Nicotine decreases nerve regeneration and pain behaviors via PTEN and downstream inflammation-related pathway in two rat nerve injury models.

Neuropathic pain is stubborn and associated with peripheral nerve regeneration process. Nicotine has been found to reduce pain but whether it is involved in the regulation of nerve regeneration and the underlying mechanism are unknown. In this study, we examined the mechanical allodynia, thermal hyperalgesia together with the peripheral nerve regeneration after nicotine exposure in two rat neuropathic pain models. In the spinal nerve ligation (SNL) model, in which anatomical nerve regeneration can be easily observed, nicotine reduced anatomical measures of regeneration as well as expression of regeneration marker growth associated protein 43 (GAP43). In the tibial nerve crush model, nicotine treatment significantly suppressed GAP43 expression and functional reinnervation as measured by myelinated action potential and electromyography of gastrocnemius. In both models, nicotine treatment reduced macrophage density in the sensory ganglia and peripheral nerve. These effects of nicotine were reversed by the selective α7 nicotinic acetylcholine receptor (nAChR) blocker, methyllycaconitine. In addition, nicotine significantly elevated expression of PTEN (the phosphatase and tensin homolog deleted on chromosome 10), a key player in both regeneration and pain. Pharmacological interference of PTEN could regulate GAP43 expression, pain related behaviors and macrophage infiltration in nicotine-treated nerve crush model. Our results reveal that nicotine and its α7-nAChR regulate both peripheral nerve regeneration process and pain though PTEN and downstream inflammation-related pathway.

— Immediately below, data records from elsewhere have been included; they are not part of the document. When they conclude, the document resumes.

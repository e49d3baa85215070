use std::collections::HashMap;
use std::fmt::Debug;
use std::time::Duration;
use tokio::sync::RwLock;
use tokio::time::Instant;

struct StoredEntry<V> {
    value: V,
    stored_at: Instant,
}

/// Keyed in-memory cache with an optional time-to-live.
///
/// Instances are owned by the component that writes them and injected through
/// constructors; there is no process-wide cache. Entries are immutable once
/// written and only disappear on expiry, `remove` or `clear`.
pub struct Cache<V> {
    entries: RwLock<HashMap<String, StoredEntry<V>>>,
    ttl: Option<Duration>,
}

impl<V: Clone + Send + Sync> Cache<V> {
    /// Cache whose entries never expire within the process lifetime.
    #[must_use]
    pub fn unbounded() -> Self {
        Self {
            entries: RwLock::new(HashMap::new()),
            ttl: None,
        }
    }

    /// Cache whose entries expire `ttl` after being stored.
    #[must_use]
    pub fn with_ttl(ttl: Duration) -> Self {
        Self {
            entries: RwLock::new(HashMap::new()),
            ttl: Some(ttl),
        }
    }

    /// Stores a value, overwriting any previous entry for `key`.
    #[tracing::instrument(name = "put_cache", level = "debug", skip(self, value))]
    pub async fn put(&self, key: &str, value: V) {
        let entry = StoredEntry {
            value,
            stored_at: Instant::now(),
        };
        self.entries.write().await.insert(key.to_string(), entry);
    }

    /// Retrieves a value if it exists and has not expired.
    /// Returns `None` for cache misses or expired entries.
    #[tracing::instrument(name = "query_cache", level = "debug", skip(self))]
    pub async fn get(&self, key: &str) -> Option<V> {
        let expired = {
            let entries = self.entries.read().await;
            match entries.get(key) {
                Some(entry) if self.is_fresh(entry) => {
                    tracing::debug!("Key found and still fresh");
                    return Some(entry.value.clone());
                }
                Some(_) => true,
                None => false,
            }
        };

        if expired {
            tracing::debug!("Key found but expired");
            return self.evict_if_stale(key).await;
        }
        tracing::debug!("Key not found");
        None
    }

    /// Removes `key` only if it is still expired under the write lock; a value
    /// stored by a concurrent `put` since the read is returned instead.
    async fn evict_if_stale(&self, key: &str) -> Option<V> {
        let mut entries = self.entries.write().await;
        match entries.get(key) {
            Some(entry) if self.is_fresh(entry) => Some(entry.value.clone()),
            Some(_) => {
                entries.remove(key);
                None
            }
            None => None,
        }
    }

    /// Manually removes a key from the cache.
    pub async fn remove(&self, key: &str) {
        self.entries.write().await.remove(key);
    }

    /// Drops every entry.
    pub async fn clear(&self) {
        self.entries.write().await.clear();
    }

    /// Number of stored entries, including ones that expired but were not read since.
    pub async fn len(&self) -> usize {
        self.entries.read().await.len()
    }

    pub async fn is_empty(&self) -> bool {
        self.entries.read().await.is_empty()
    }

    fn is_fresh(&self, entry: &StoredEntry<V>) -> bool {
        match self.ttl {
            Some(ttl) => entry.stored_at.elapsed() < ttl,
            None => true,
        }
    }
}

impl<V> Debug for Cache<V> {
    fn fmt(&self, f: &mut std::fmt::Formatter<'_>) -> std::fmt::Result {
        f.debug_struct("Cache").field("ttl", &self.ttl).finish_non_exhaustive()
    }
}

Significance Statement Active peripheral nerve regeneration process is closely related to neuropathic pain. Nicotine has demonstrated pain relief properties, but whether nicotine is involved in peripheral nerve regeneration and whether this is related to its analgesic effect are unknown. In two rat nerve injury models, nicotine exposure not only reduced pain behaviors but also inhibited nerve regeneration process in an α7 nicotinic acetylcholine receptor (nAChR)-dependent manner. In addition, nicotine significantly elevated expression of PTEN, a phosphatase and tensin homolog deleted on chromosome 10, and pharmacological interfering with PTEN reversed the inhibitory effect of nicotine on nerve regeneration. These findings provide a novel mechanistic understanding of nicotine's peripheral effect on both peripheral nerve regeneration and pain.